Institutionalizing skills is one of four reasons why every strategy question is ultimately an AI question. Alongside it sit workflows, cost structure, and governance. And beneath it lies the same foundation this whole page rests on: sustainable advantage is not in the tool but in people, and in how fast they learn.

Sources
- Immonen, J., Alasoini, T., Siltala, V., Lukander, K., Toivanen, M., Valtonen, T. & Varje, P. (2026). Tekoälyn hyödyntäminen yrityksissä 2025: Tuloksia Digivihreä siirtymä ja työ -yrityskyselystä. Työterveyslaitos (Finnish Institute of Occupational Health). https://www.julkari.fi/items/9818b4ac-8c2b-4031-be73-c0d8e92221d5 (Survey conducted March–July 2025, n = 1,691, response rate 38.0%. Figures: 51% use AI; a written AI strategy at 11% of all companies / 17% of AI-using companies; 49% of GenAI-using companies have trained staff; GenAI use by staff group in GenAI-using companies: top management 93%, experts 85%, operational roles 18%.)

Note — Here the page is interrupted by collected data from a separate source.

use std::path::{Path, PathBuf};

use anyhow::{Context, Result};
use chrono::{Local, Utc};
use tracing::info;

use super::{fill_options, load_schema, need_sentinel, print_path, write_json_stdout};
use crate::cli::FillArgs;
use crate::docx::Document;
use crate::model::{FillCounts, FillRunReport, InputFileEntry};
use crate::pipeline::FillEngine;
use crate::util::{
    input_entry, local_file_stamp, now_utc_string, timestamped_docx_path, utc_compact_string,
    write_json_pretty,
};

pub fn run(args: FillArgs) -> Result<()> {
    let started_ts = Utc::now();
    let started_at = now_utc_string();
    let run_id = format!("fill-{}", utc_compact_string(started_ts));

    let schema = load_schema(&args.schema)?;
    let engine = FillEngine::new(&schema, need_sentinel(&args.replace))?;
    let options = fill_options(&args.replace);

    info!(
        run_id = %run_id,
        template = %args.template.display(),
        worksheet = %args.worksheet.display(),
        dry_run = args.dry_run,
        "starting fill"
    );

    let worksheet = Document::open(&args.worksheet)
        .with_context(|| format!("failed to load worksheet {}", args.worksheet.display()))?;
    let mut template = Document::open(&args.template)
        .with_context(|| format!("failed to load template {}", args.template.display()))?;

    if args.dry_run {
        let values = engine.prepare_values(&worksheet, &options)?;
        let diff = engine.dry_run_diff(&template, &values);
        write_json_stdout(&diff, "dry-run diff")?;

        let unresolved: Vec<String> = diff
            .keys()
            .filter(|token| values.resolved(token).is_none())
            .cloned()
            .collect();
        let fields_empty = values.blank_keys().len();
        let counts = FillCounts {
            fields_extracted: values.len() - fields_empty,
            fields_empty,
            placeholders_unresolved: unresolved.len(),
            ..FillCounts::default()
        };
        info!(
            placeholders = diff.len(),
            unresolved = unresolved.len(),
            "fill dry-run complete"
        );

        if let Some(report_path) = &args.report_path {
            let report = FillRunReport {
                manifest_version: 1,
                run_id,
                started_at,
                finished_at: now_utc_string(),
                dry_run: true,
                inputs: inputs(&args)?,
                output_path: None,
                active_option: engine.active_option(&values, &options),
                counts,
                unresolved_placeholders: unresolved,
            };
            write_json_pretty(report_path, &report)?;
            info!(path = %report_path.display(), "wrote fill report");
        }
        return Ok(());
    }

    let output_path = output_path(&args);
    let outcome = engine.fill(&mut template, &worksheet, &options)?;
    template.save(&output_path)?;
    print_path(&output_path)?;

    let counts = outcome.counts();
    info!(
        output = %output_path.display(),
        resolved = counts.placeholders_resolved,
        unresolved = counts.placeholders_unresolved,
        blocks_removed = counts.blocks_removed,
        "fill completed"
    );

    if let Some(report_path) = &args.report_path {
        let report = FillRunReport {
            manifest_version: 1,
            run_id,
            started_at,
            finished_at: now_utc_string(),
            dry_run: false,
            inputs: inputs(&args)?,
            output_path: Some(output_path.display().to_string()),
            active_option: outcome.active_option.clone(),
            counts,
            unresolved_placeholders: outcome.unresolved_placeholders(),
        };
        write_json_pretty(report_path, &report)?;
        info!(path = %report_path.display(), "wrote fill report");
    }

    Ok(())
}

fn output_path(args: &FillArgs) -> PathBuf {
    args.output.clone().unwrap_or_else(|| {
        let dir = args.template.parent().unwrap_or_else(|| Path::new(""));
        timestamped_docx_path(&args.template, dir, &local_file_stamp(Local::now()))
    })
}

fn inputs(args: &FillArgs) -> Result<Vec<InputFileEntry>> {
    let mut inputs = vec![
        input_entry("template", &args.template)?,
        input_entry("worksheet", &args.worksheet)?,
    ];
    if let Some(schema) = &args.schema.schema {
        inputs.push(input_entry("schema", schema)?);
    }
    Ok(inputs)
}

- Challapally, A., Pease, C., Raskar, R. & Chari, P. (2025). The GenAI Divide: State of AI in Business 2025. MIT NANDA, MIT Media Lab, July 2025. (Shadow use: an official LLM subscription at ~40% of companies, while in over 90% of companies employees use AI tools regularly on their own.)
- Dell’Acqua, F., McFowland III, E., Mollick, E., Lifshitz-Assaf, H., Kellogg, K. C., Rajendran, S., Krayer, L., Candelon, F. & Lakhani, K. R. (2023/2026). Navigating the Jagged Technological Frontier: Field Experimental Evidence of the Effects of Artificial Intelligence on Knowledge Worker Productivity and Quality. HBS Working Paper 24-013; peer-reviewed in Organization Science (2026), DOI 10.1287/orsc.2025.21838.
- Polanyi, M. (1966). The Tacit Dimension. (“We can know more than we can tell.”)
- Brynjolfsson, E., Li, D. & Raymond, L. (2025). Generative AI at Work. Quarterly Journal of Economics 140(2), 889–942.